South Iceland

Highway 1 is the ring road that goes around Iceland. We more or less followed that going east of the Golden Circle. The first stop on our 4th day was the Lava Centre which is very worthwhile. It shows animations of all the different types of volcano eruptions. Amongst the most dangerous are those that erupt from below a glacier such as the Eyjafjallajökull volcano that disrupted air traffic in 2010. There is a description of what happened HERE.
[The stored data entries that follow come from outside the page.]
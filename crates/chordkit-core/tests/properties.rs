//! Property-based tests for the chord engine and parameter surface.
//!
//! Checks note-on/off balance, modifier resolution against a simple model,
//! pass-through ordering, parameter range rejection and retrigger order
//! using proptest for randomized event streams.

use std::collections::BTreeSet;

use chordkit_core::{
    BoolParameter, Chord, ChordEngine, ChordId, EngineConfig, FloatParameter, IntParameter,
    KeyZones, MidiBuffer, MidiEvent, MidiEventKind, MidiNote, ModifierState, ParameterRef,
    Voicing, BYPASS_CHORD, NOTE_COUNT,
};
use proptest::prelude::*;

/// Major triad on every play note, split at middle C.
struct Triad;

impl Voicing for Triad {
    fn zones(&self) -> KeyZones {
        KeyZones::split(60)
    }

    fn modifier(&mut self, _note: MidiNote, _key: u8, _pressed: bool) {}

    fn voice(&self, note: MidiNote, velocity: u8) -> Option<Chord> {
        let mut chord = Chord::untabled();
        for offset in [0u8, 4, 7] {
            if let Some(out) = note.checked_add(offset).filter(|&n| n <= 127) {
                chord.push(out, velocity);
            }
        }
        Some(chord)
    }
}

fn assigned(key: u8) -> ChordId {
    key + 1
}

/// Note event in the play zone: (note, velocity, channel). Velocity 0 is a
/// note-off.
fn play_event() -> impl Strategy<Value = MidiEvent> {
    (60u8..128, 0u8..128, 0u8..16, any::<bool>(), 0u32..256).prop_map(
        |(note, velocity, channel, on, offset)| {
            if on {
                MidiEvent::note_on(offset, channel, note, velocity)
            } else {
                MidiEvent::note_off(offset, channel, note, velocity)
            }
        },
    )
}

/// Event the engine never transforms.
fn other_event() -> impl Strategy<Value = MidiEvent> {
    (0u8..16, 0u8..128, 0u8..128, 0u32..256, 0usize..3).prop_map(
        |(channel, a, b, offset, kind)| match kind {
            0 => MidiEvent::control_change(offset, channel, a, b),
            1 => MidiEvent::program_change(offset, channel, a),
            _ => MidiEvent::new(offset, [0xE0 | channel, a, b]),
        },
    )
}

/// Note-ons minus note-offs per channel and note.
fn balance(output: &MidiBuffer) -> [[i32; NOTE_COUNT]; 16] {
    let mut counts = [[0i32; NOTE_COUNT]; 16];
    for event in output.iter() {
        match event.kind() {
            MidiEventKind::NoteOn { channel, note, .. } => {
                counts[channel as usize][note as usize] += 1
            }
            MidiEventKind::NoteOff { channel, note, .. } => {
                counts[channel as usize][note as usize] -= 1
            }
            _ => {}
        }
    }
    counts
}

proptest! {
    #![proptest_config(ProptestConfig::with_cases(300))]

    /// Every note-on the engine sends is matched by exactly one note-off on
    /// the same channel once the held chords are released, even when
    /// note-offs arrive on a different channel than their note-on.
    #[test]
    fn note_on_off_symmetry(events in prop::collection::vec(play_event(), 0..64)) {
        let mut engine = ChordEngine::new(Triad, EngineConfig::default());
        let mut output = MidiBuffer::with_capacity(1024);
        engine.process(&events, &mut output);
        engine.release_all(0, &mut output);

        prop_assert!(!output.has_overflowed());
        prop_assert!(engine.held().is_empty());
        let counts = balance(&output);
        for (channel, notes) in counts.iter().enumerate() {
            for (note, count) in notes.iter().enumerate() {
                prop_assert_eq!(*count, 0, "channel {} note {} unbalanced", channel, note);
            }
        }
    }

    /// The active chord is the assignment of the lowest held modifier key.
    #[test]
    fn modifier_resolution_matches_model(
        presses in prop::collection::vec((0u8..12, any::<bool>()), 0..48),
        latch in any::<bool>(),
    ) {
        let zones = KeyZones::split(60);
        let mut state = ModifierState::new();
        let mut held = BTreeSet::new();
        let mut expected = BYPASS_CHORD;

        for (key, pressed) in presses {
            let note = 48 + key;
            if pressed {
                state.press(note, &zones, assigned);
                held.insert(key);
                expected = held.first().map_or(BYPASS_CHORD, |&k| assigned(k));
            } else {
                state.release(note, &zones, assigned, latch);
                held.remove(&key);
                if !latch {
                    expected = held.first().map_or(BYPASS_CHORD, |&k| assigned(k));
                }
            }
            prop_assert_eq!(state.active(), expected);
            prop_assert_eq!(state.is_held(note), pressed);
        }
    }

    /// Events that are not play-zone notes come out unchanged and in order.
    #[test]
    fn pass_through_keeps_order(events in prop::collection::vec(other_event(), 0..64)) {
        let mut engine = ChordEngine::new(Triad, EngineConfig::default());
        let mut output = MidiBuffer::with_capacity(64);
        engine.process(&events, &mut output);
        prop_assert_eq!(output.as_slice(), events.as_slice());

        let mut forwarded = MidiBuffer::with_capacity(64);
        chordkit_core::pass_through(&events, &mut forwarded);
        prop_assert_eq!(forwarded.as_slice(), events.as_slice());
    }

    /// Values outside the declared range and NaN are rejected and leave the
    /// parameter unchanged. Nothing is clamped.
    #[test]
    fn out_of_range_rejected(value in prop_oneof![any::<f32>(), -200.0f32..200.0f32]) {
        let split = IntParameter::new("Split Point", 60, 12..=115);
        let accepted = split.set_plain(value);
        prop_assert_eq!(accepted, (12.0..=115.0).contains(&value));
        if accepted {
            prop_assert_eq!(split.get(), value.trunc() as i64);
        } else {
            prop_assert_eq!(split.get(), 60);
        }

        let factor = FloatParameter::multiplier("Velocity", 1.0, 0.5..=2.0);
        let accepted = factor.set_plain(value);
        prop_assert_eq!(accepted, (0.5..=2.0).contains(&value));
        prop_assert_eq!(factor.get(), if accepted { value } else { 1.0 });

        let latch = BoolParameter::new("Latch", false);
        prop_assert_eq!(latch.set_plain(value), (0.0..=1.0).contains(&value));
    }

    /// A second note-on for a held note releases the previous chord before
    /// the new one starts.
    #[test]
    fn retrigger_releases_first(
        note in 60u8..128,
        first in 1u8..128,
        second in 1u8..128,
        channel in 0u8..16,
    ) {
        let mut engine = ChordEngine::new(Triad, EngineConfig::default());
        let mut output = MidiBuffer::with_capacity(32);
        engine.process(&[MidiEvent::note_on(0, channel, note, first)], &mut output);
        let sent: Vec<MidiNote> = output
            .iter()
            .map(|e| e.data[1])
            .collect();

        output.clear();
        engine.process(&[MidiEvent::note_on(5, channel, note, second)], &mut output);
        let events = output.as_slice();
        prop_assert_eq!(events.len(), 2 * sent.len());

        let (offs, ons) = events.split_at(sent.len());
        for (event, &expected) in offs.iter().zip(&sent) {
            prop_assert_eq!(event.data, [0x80 | channel, expected, 0]);
        }
        for (event, &expected) in ons.iter().zip(&sent) {
            prop_assert_eq!(event.data, [0x90 | channel, expected, second]);
            prop_assert_eq!(event.sample_offset, 5);
        }
        prop_assert_eq!(engine.held().get(note).map(|h| h.notes().len()), Some(sent.len()));
    }
}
Our first waterfall of that day was Seljalandsfoss which is the only waterfall in Iceland that you can walk behind.


Another beautiful waterfall is the Skógafoss waterfall.


Close by is the Sólheimajökull Glacier.


Most of the beaches are black from the lava. In the picture below you also see basalt columns that you will find throughout the island.


An interesting monument to the power of glaciers is what is left of a bridge that used to be part of the Icelandic ring road. A description of how the bridge was destroyed can be found HERE with a photo of the monument below.


Next to the bridge is the new road which is no longer elevated on a bridge. If something similar happens it is a lot cheaper and easier to replace.


On to the largest glacier in Iceland – Vatnajökull – 80,000 square kilometres in area, 1000 meters thick at its thickest point.


In some places the glacier goes down close to the sea with several lagoons filled with Icebergs that make their way out. A picture of our travellers next to one of the lagoons. As you can see – you have to be dressed for the weather in Iceland (rain, cold and wind – often all at the same time).


The pictures from this leg of the trip can be found at: SOUTH ICELAND.

I’ll take a pause in the blog to head off for another short trip and continue in a couple of weeks.